Certains ont répliqué à la lettre de Hawking et Musk. Le célèbre Ray Kurzweil, ancien du MIT qui travaille avec Google depuis 2012, en a dénoncé les inquiétudes dystopiques. Se disant « optimiste », ce dernier estime qu’en 2029, un ordinateur de 1000 $ sera aussi « puissant » qu’un cerveau humain ; cela nous laisserait amplement de temps pour développer des lignes de conduite éthiques face à l’émergence d’une intelligence artificielle forte.
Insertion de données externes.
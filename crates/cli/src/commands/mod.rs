// SPDX-License-Identifier: MIT
// Copyright (c) 2026 Alfred Jean LLC

pub mod cache;
pub mod queue;
pub mod run;
pub mod status;
pub mod submit;
pub mod sync;

use std::path::PathBuf;

use fls_core::Store;

use crate::config::{config_path, db_path, Config};
use crate::env;
use crate::error::Result;
use crate::runtime::Runtime;

/// Everything a command needs from the environment.
pub struct Context {
    pub state_dir: PathBuf,
    pub config: Config,
    pub token: Option<String>,
}

impl Context {
    /// Resolve the state directory, load its config, and read the credential.
    pub fn load() -> Result<Self> {
        let state_dir = env::state_dir();
        let config = Config::load(&config_path(&state_dir))?;
        Ok(Context {
            state_dir,
            config,
            token: env::token(),
        })
    }

    pub fn db_path(&self) -> PathBuf {
        db_path(&self.state_dir)
    }

    /// Open the durable store without building the engine.
    pub fn open_store(&self) -> Result<Store> {
        Ok(Store::open(&self.db_path())?)
    }

    pub fn runtime(&self) -> Result<Runtime> {
        Runtime::open(self.config.clone(), &self.db_path(), self.token.clone())
    }
}

#[cfg(test)]
#[path = "mod_tests.rs"]
pub mod testing;
// SPDX-License-Identifier: MIT
// Copyright (c) 2026 Alfred Jean LLC

use serde::Serialize;

use super::queue::format_action;
use super::Context;
use crate::cli::OutputFormat;
use crate::error::Result;
use crate::reachability;
use fls_core::{QueuedAction, SyncStatus};

#[derive(Debug, Serialize)]
pub(crate) struct StatusReport {
    pub api: String,
    pub online: bool,
    pub pending: usize,
    pub sync_status: SyncStatus,
    pub actions: Vec<QueuedAction>,
}

/// Show reachability and queue health.
pub async fn run(ctx: &Context, output: OutputFormat) -> Result<()> {
    let actions = ctx.open_store()?.dequeue_all()?;
    let online = reachability::probe(&ctx.config.api.base_url, reachability::PROBE_TIMEOUT).await;
    let report = StatusReport {
        api: ctx.config.api.base_url.clone(),
        online,
        pending: actions.len(),
        sync_status: summarize(&actions),
        actions,
    };

    match output {
        OutputFormat::Json => println!("{}", serde_json::to_string_pretty(&report)?),
        OutputFormat::Text => print!("{}", render(&report)),
    }
    Ok(())
}

/// Sync status as seen from the store alone.
pub(crate) fn summarize(actions: &[QueuedAction]) -> SyncStatus {
    if actions.is_empty() {
        SyncStatus::Synced
    } else {
        SyncStatus::Pending
    }
}

pub(crate) fn render(report: &StatusReport) -> String {
    let mut out = String::new();
    out.push_str(&format!(
        "API: {} ({})\n",
        report.api,
        if report.online { "reachable" } else { "unreachable" }
    ));
    out.push_str(&format!("Sync: {}\n", report.sync_status));
    out.push_str(&format!("Pending actions: {}\n", report.pending));
    for action in &report.actions {
        out.push_str(&format!("  {}\n", format_action(action)));
    }
    out
}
Vraiment ?

Définition
Le dictionnaire du correcteur électronique Antidote définit le nom féminin dystopie comme suit : «Récit de fiction pessimiste se déroulant dans une société terrifiante (par opposition à utopie). Ex. : Le roman 1984 de George Orwell est une dystopie.»

Antidote propose la définition suivante du nom féminin utopie : « Plan d’un gouvernement imaginaire, à l’exemple de la République de Platon, société imaginaire constituant un idéal, du point de vue de celui qui la construit.»

L’encyclopédie libre « Wikipédia » explique les différences entre dystopie et utopie ainsi :

« Une dystopie, également appelée contre-utopie, est un récit de fiction dépeignant une société imaginaire organisée de telle façon qu'elle empêche ses membres d'atteindre le bonheur. Une dystopie peut également être considérée comme une utopie qui vire au cauchemar et conduit donc à une contre-utopie. L'auteur entend ainsi mettre en garde le lecteur en montrant les conséquences néfastes d’une idéologie (ou d’une pratique) présente à notre époque.

La différence entre dystopie et utopie tient plus à la forme littéraire et à l'intention de son auteur qu'au contenu. En effet, nombre d'utopies positives peuvent également se révéler effrayantes.

Cette forme littéraire a été popularisée par des romans devenus des classiques du genre dystopique : Nous autres (1920) de Ievgueni Zamiatine, Le Meilleur des mondes (1932) d'Aldous Huxley, La Kallocaïne(1940) de Karin Boye, 1984 (1949) de George Orwell, Limbo (1952) de Bernard Wolfe, Fahrenheit 451 (1953) de Ray Bradbury, La Grève (Atlas Shrugged, 1957) de Ayn Rand, La Planète des singes (1963) dePierre Boulle, Un bonheur insoutenable (1970) de Ira Levin, ou encore La Servante écarlate (1985) de Margaret Atwood.

Les mondes terrifiants décrits dans ces romans ont souvent tendance à faire croire qu'une dystopie est, par définition, la description d'une dictature sans égard pour les libertés fondamentales. Il existe cependant des contre-exemples et la critique est divisée quant aux relations entretenues entre la dystopie et les régimes politiques qu'elle vise. Que la dystopie soit par nature une critique d'un système politique ou idéologique précis (et en particulier une critique du totalitarisme) est un point qui demeure débattu dans les milieux universitaires.

L'impact que ces romans ont eu sur la science-fiction a souvent amené à qualifier de dystopie toute œuvre d'anticipation sociale décrivant un avenir sombre.

Le genre a connu des déclinaisons dans d'autres domaines artistiques, notamment au cinéma, avec de nombreuses adaptations de romans dystopiques mais aussi des créations originales comme Metropolis(1927) de Fritz Lang, le premier du genre, Alphaville (1965) de Jean-Luc Godard ou Bienvenue à Gattaca (1997) d'Andrew Niccol.